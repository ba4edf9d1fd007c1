//! Running concurrency states.
//!
//! Every child runs on its own tokio task under its own child token and
//! reports its id on a completion channel when done. The composite never
//! returns before all of its children have finished.

use super::context::RunContext;
use super::routing::ScopedData;
use crate::core::{ExecutionStep, Outcome, State, StateId, ABORTED, PREEMPTED, SUCCESS};
use chrono::{DateTime, Utc};
use std::collections::HashMap;
use std::sync::Arc;
use tokio::sync::mpsc;
use tokio::task::JoinHandle;
use tokio_util::sync::CancellationToken;
use tracing::{debug, error, info, warn};

struct Branch {
    child: Arc<State>,
    token: CancellationToken,
    handle: JoinHandle<Outcome>,
}

/// A child that reported completion, and when.
type Finished = (StateId, DateTime<Utc>);

struct Launch {
    branches: Vec<Branch>,
    done: mpsc::UnboundedReceiver<Finished>,
    started_at: DateTime<Utc>,
}

/// Spawn one task per child, handing each its routed input.
fn launch(state: &State, scope: &ScopedData, ctx: &RunContext) -> Launch {
    let (tx, done) = mpsc::unbounded_channel();
    let started_at = Utc::now();
    let branches = state
        .children()
        .into_iter()
        .map(|child| {
            child.replace_runtime_input(scope.input_for(&child));
            let child_ctx = ctx.child();
            let token = child_ctx.token().clone();
            let tx = tx.clone();
            let task_child = Arc::clone(&child);
            let handle = tokio::spawn(async move {
                let outcome = task_child.run(child_ctx).await;
                let _ = tx.send((task_child.id(), Utc::now()));
                outcome
            });
            Branch {
                child,
                token,
                handle,
            }
        })
        .collect();
    Launch {
        branches,
        done,
        started_at,
    }
}

/// Join every branch. A task that panicked counts as `aborted`.
async fn join_all(branches: Vec<Branch>) -> HashMap<StateId, (Arc<State>, Outcome)> {
    let mut outcomes = HashMap::new();
    for branch in branches {
        let id = branch.child.id();
        let outcome = match branch.handle.await {
            Ok(outcome) => outcome,
            Err(err) => {
                error!(child = %id, error = %err, "child task failed");
                Outcome::aborted()
            }
        };
        outcomes.insert(id, (branch.child, outcome));
    }
    outcomes
}

/// Record finished children in completion order; children that never
/// reported follow in id order. Returns the recorded order.
fn record_history(
    state: &State,
    mut reported: Vec<Finished>,
    done: &mut mpsc::UnboundedReceiver<Finished>,
    outcomes: &HashMap<StateId, (Arc<State>, Outcome)>,
    started_at: DateTime<Utc>,
) -> Vec<StateId> {
    while let Ok(finished) = done.try_recv() {
        reported.push(finished);
    }
    let now = Utc::now();
    let mut missing: Vec<Finished> = outcomes
        .keys()
        .filter(|id| !reported.iter().any(|(seen, _)| seen == *id))
        .map(|id| (id.clone(), now))
        .collect();
    missing.sort();
    reported.extend(missing);

    for (id, finished_at) in &reported {
        if let Some((_, outcome)) = outcomes.get(id) {
            state.record_step(ExecutionStep {
                state_id: id.clone(),
                outcome: outcome.clone(),
                started_at,
                finished_at: *finished_at,
            });
        }
    }
    reported.into_iter().map(|(id, _)| id).collect()
}

pub(crate) async fn run_preemptive(state: Arc<State>, ctx: RunContext) -> Outcome {
    let container_id = state.id();
    let mut scope = ScopedData::for_container(&state);
    let Launch {
        branches,
        mut done,
        started_at,
    } = launch(&state, &scope, &ctx);
    if branches.is_empty() {
        warn!(state_id = %container_id, "preemptive concurrency state has no children");
        return state.outcome_or_aborted(ABORTED);
    }

    let first = done.recv().await;
    let winner = first.as_ref().map(|(id, _)| id.clone());
    if let Some(winner_id) = &winner {
        info!(state_id = %container_id, winner = %winner_id, "first child finished, preempting siblings");
        for branch in branches.iter().filter(|b| &b.child.id() != winner_id) {
            branch.token.cancel();
        }
    }

    let outcomes = join_all(branches).await;
    record_history(&state, first.into_iter().collect(), &mut done, &outcomes, started_at);

    if ctx.is_preempted() {
        return state.outcome_or_aborted(PREEMPTED);
    }
    let Some((child, child_outcome)) = winner.as_ref().and_then(|id| outcomes.get(id)) else {
        error!(state_id = %container_id, "no child reported completion");
        return state.outcome_or_aborted(ABORTED);
    };

    scope.absorb_output(child);
    state.replace_runtime_output(scope.container_output());

    let child_id = child.id();
    match state.transition_from(&child_id, child_outcome.id) {
        Some(transition) => {
            let target = transition.to_outcome.unwrap_or(ABORTED);
            debug!(state_id = %container_id, winner = %child_id, outcome = target, "leaving preemptive concurrency");
            state.outcome_or_aborted(target)
        }
        None => state.outcome_or_aborted(child_outcome.id),
    }
}

pub(crate) async fn run_barrier(state: Arc<State>, ctx: RunContext) -> Outcome {
    let container_id = state.id();
    let mut scope = ScopedData::for_container(&state);
    let Launch {
        branches,
        mut done,
        started_at,
    } = launch(&state, &scope, &ctx);

    let outcomes = join_all(branches).await;
    let order = record_history(&state, Vec::new(), &mut done, &outcomes, started_at);
    for id in &order {
        if let Some((child, _)) = outcomes.get(id) {
            scope.absorb_output(child);
        }
    }
    state.replace_runtime_output(scope.container_output());

    if ctx.is_preempted() {
        return state.outcome_or_aborted(PREEMPTED);
    }
    let aborted: Vec<&StateId> = outcomes
        .iter()
        .filter(|(_, (_, outcome))| outcome.id == ABORTED)
        .map(|(id, _)| id)
        .collect();
    if !aborted.is_empty() {
        warn!(state_id = %container_id, aborted = ?aborted, "barrier children aborted");
        return state.outcome_or_aborted(ABORTED);
    }
    debug!(state_id = %container_id, children = outcomes.len(), "all barrier children finished");
    state.outcome_or_aborted(SUCCESS)
}

#[cfg(test)]
mod tests {
    use crate::core::{DataType, IdAllocator, State, ABORTED, PREEMPTED, SUCCESS};
    use crate::execution::{script_fn, RunContext, ScriptContext, ScriptError};
    use serde_json::json;
    use std::sync::Arc;
    use std::time::Duration;

    fn sleeper(name: &str, millis: u64, ids: &IdAllocator) -> Arc<State> {
        State::execution(
            name,
            script_fn(move |ctx: ScriptContext| async move {
                if ctx.sleep(Duration::from_millis(millis)).await {
                    Ok(SUCCESS)
                } else {
                    Ok(PREEMPTED)
                }
            }),
            ids,
        )
        .unwrap()
    }

    #[tokio::test]
    async fn first_finisher_wins_and_preempts_siblings() {
        let ids = IdAllocator::sequential();
        let race = State::preemptive_concurrency("race", &ids).unwrap();
        let fast = sleeper("fast", 10, &ids);
        let slow = sleeper("slow", 10_000, &ids);
        let fast_id = race.add_state(Arc::clone(&fast)).unwrap();
        race.add_state(Arc::clone(&slow)).unwrap();
        race.add_transition(&fast_id, SUCCESS, &race.id(), Some(SUCCESS))
            .unwrap();

        let outcome = race.run(RunContext::default()).await;
        assert_eq!(outcome.id, SUCCESS);
        assert_eq!(fast.final_outcome().unwrap().id, SUCCESS);
        assert_eq!(slow.final_outcome().unwrap().id, PREEMPTED);
        assert!(!fast.is_preempted());
        assert!(!slow.is_active());
        assert_eq!(race.history().visited()[0], fast_id);
    }

    #[tokio::test]
    async fn winner_without_transition_is_mirrored() {
        let ids = IdAllocator::sequential();
        let race = State::preemptive_concurrency("race", &ids).unwrap();
        race.add_state(State::execution(
            "fails",
            script_fn(|_ctx: ScriptContext| async move { Err(ScriptError::failed("x")) }),
            &ids,
        )
        .unwrap())
        .unwrap();
        race.add_state(sleeper("slow", 10_000, &ids)).unwrap();

        assert_eq!(race.run(RunContext::default()).await.id, ABORTED);
    }

    #[tokio::test]
    async fn barrier_waits_for_all_and_collects_outputs() {
        let ids = IdAllocator::sequential();
        let barrier = State::barrier_concurrency("all", &ids).unwrap();
        let barrier_id = barrier.id();
        let mut targets = Vec::new();
        for (name, delay) in [("a", 5u64), ("b", 20u64)] {
            let child = State::execution(
                name,
                script_fn(move |ctx: ScriptContext| async move {
                    ctx.sleep(Duration::from_millis(delay)).await;
                    ctx.set_output("value", ctx.state_name().to_string());
                    Ok::<_, ScriptError>(SUCCESS)
                }),
                &ids,
            )
            .unwrap();
            let out = child.add_output_port("value", DataType::String, None, None).unwrap();
            let target = barrier
                .add_output_port(name, DataType::String, None, None)
                .unwrap();
            let child_id = barrier.add_state(child).unwrap();
            targets.push((child_id, out, target));
        }
        for (child_id, out, target) in &targets {
            barrier
                .add_data_flow(child_id, *out, &barrier_id, *target)
                .unwrap();
        }

        let outcome = barrier.run(RunContext::default()).await;
        assert_eq!(outcome.id, SUCCESS);
        let output = barrier.runtime_output();
        assert_eq!(output.get("a"), Some(&json!("a")));
        assert_eq!(output.get("b"), Some(&json!("b")));
        assert_eq!(barrier.history().steps().len(), 2);
    }

    #[tokio::test]
    async fn barrier_aborts_if_any_child_aborts() {
        let ids = IdAllocator::sequential();
        let barrier = State::barrier_concurrency("all", &ids).unwrap();
        barrier.add_state(sleeper("ok", 1, &ids)).unwrap();
        barrier
            .add_state(
                State::execution(
                    "bad",
                    script_fn(|_ctx: ScriptContext| async move { Err(ScriptError::failed("x")) }),
                    &ids,
                )
                .unwrap(),
            )
            .unwrap();

        assert_eq!(barrier.run(RunContext::default()).await.id, ABORTED);
    }

    #[tokio::test]
    async fn preempting_barrier_reaches_children() {
        let ids = IdAllocator::sequential();
        let barrier = State::barrier_concurrency("all", &ids).unwrap();
        let a = sleeper("a", 10_000, &ids);
        let b = sleeper("b", 10_000, &ids);
        barrier.add_state(Arc::clone(&a)).unwrap();
        barrier.add_state(Arc::clone(&b)).unwrap();

        let ctx = RunContext::default();
        let token = ctx.token().clone();
        let run = tokio::spawn({
            let barrier = Arc::clone(&barrier);
            async move { barrier.run(ctx).await }
        });
        tokio::time::sleep(Duration::from_millis(20)).await;
        token.cancel();

        assert_eq!(run.await.unwrap().id, PREEMPTED);
        assert_eq!(a.final_outcome().unwrap().id, PREEMPTED);
        assert_eq!(b.final_outcome().unwrap().id, PREEMPTED);
    }

    #[tokio::test]
    async fn empty_barrier_succeeds() {
        let ids = IdAllocator::sequential();
        let barrier = State::barrier_concurrency("none", &ids).unwrap();
        assert_eq!(barrier.run(RunContext::default()).await.id, SUCCESS);
    }
}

▸ **WHAT IS REQUIRED**:
Only the lines above that hold "SUCCESS" are wanted. Show every one of them.

▸ **RESPONSE AREA**:
use crate::core::{ExecutionStep, Outcome, State, StateId, ABORTED, PREEMPTED, SUCCESS};
    state.outcome_or_aborted(SUCCESS)
    use crate::core::{DataType, IdAllocator, State, ABORTED, PREEMPTED, SUCCESS};
                    Ok(SUCCESS)
        race.add_transition(&fast_id, SUCCESS, &race.id(), Some(SUCCESS))
        assert_eq!(outcome.id, SUCCESS);
        assert_eq!(fast.final_outcome().unwrap().id, SUCCESS);
                    Ok::<_, ScriptError>(SUCCESS)
        assert_eq!(outcome.id, SUCCESS);
        assert_eq!(barrier.run(RunContext::default()).await.id, SUCCESS);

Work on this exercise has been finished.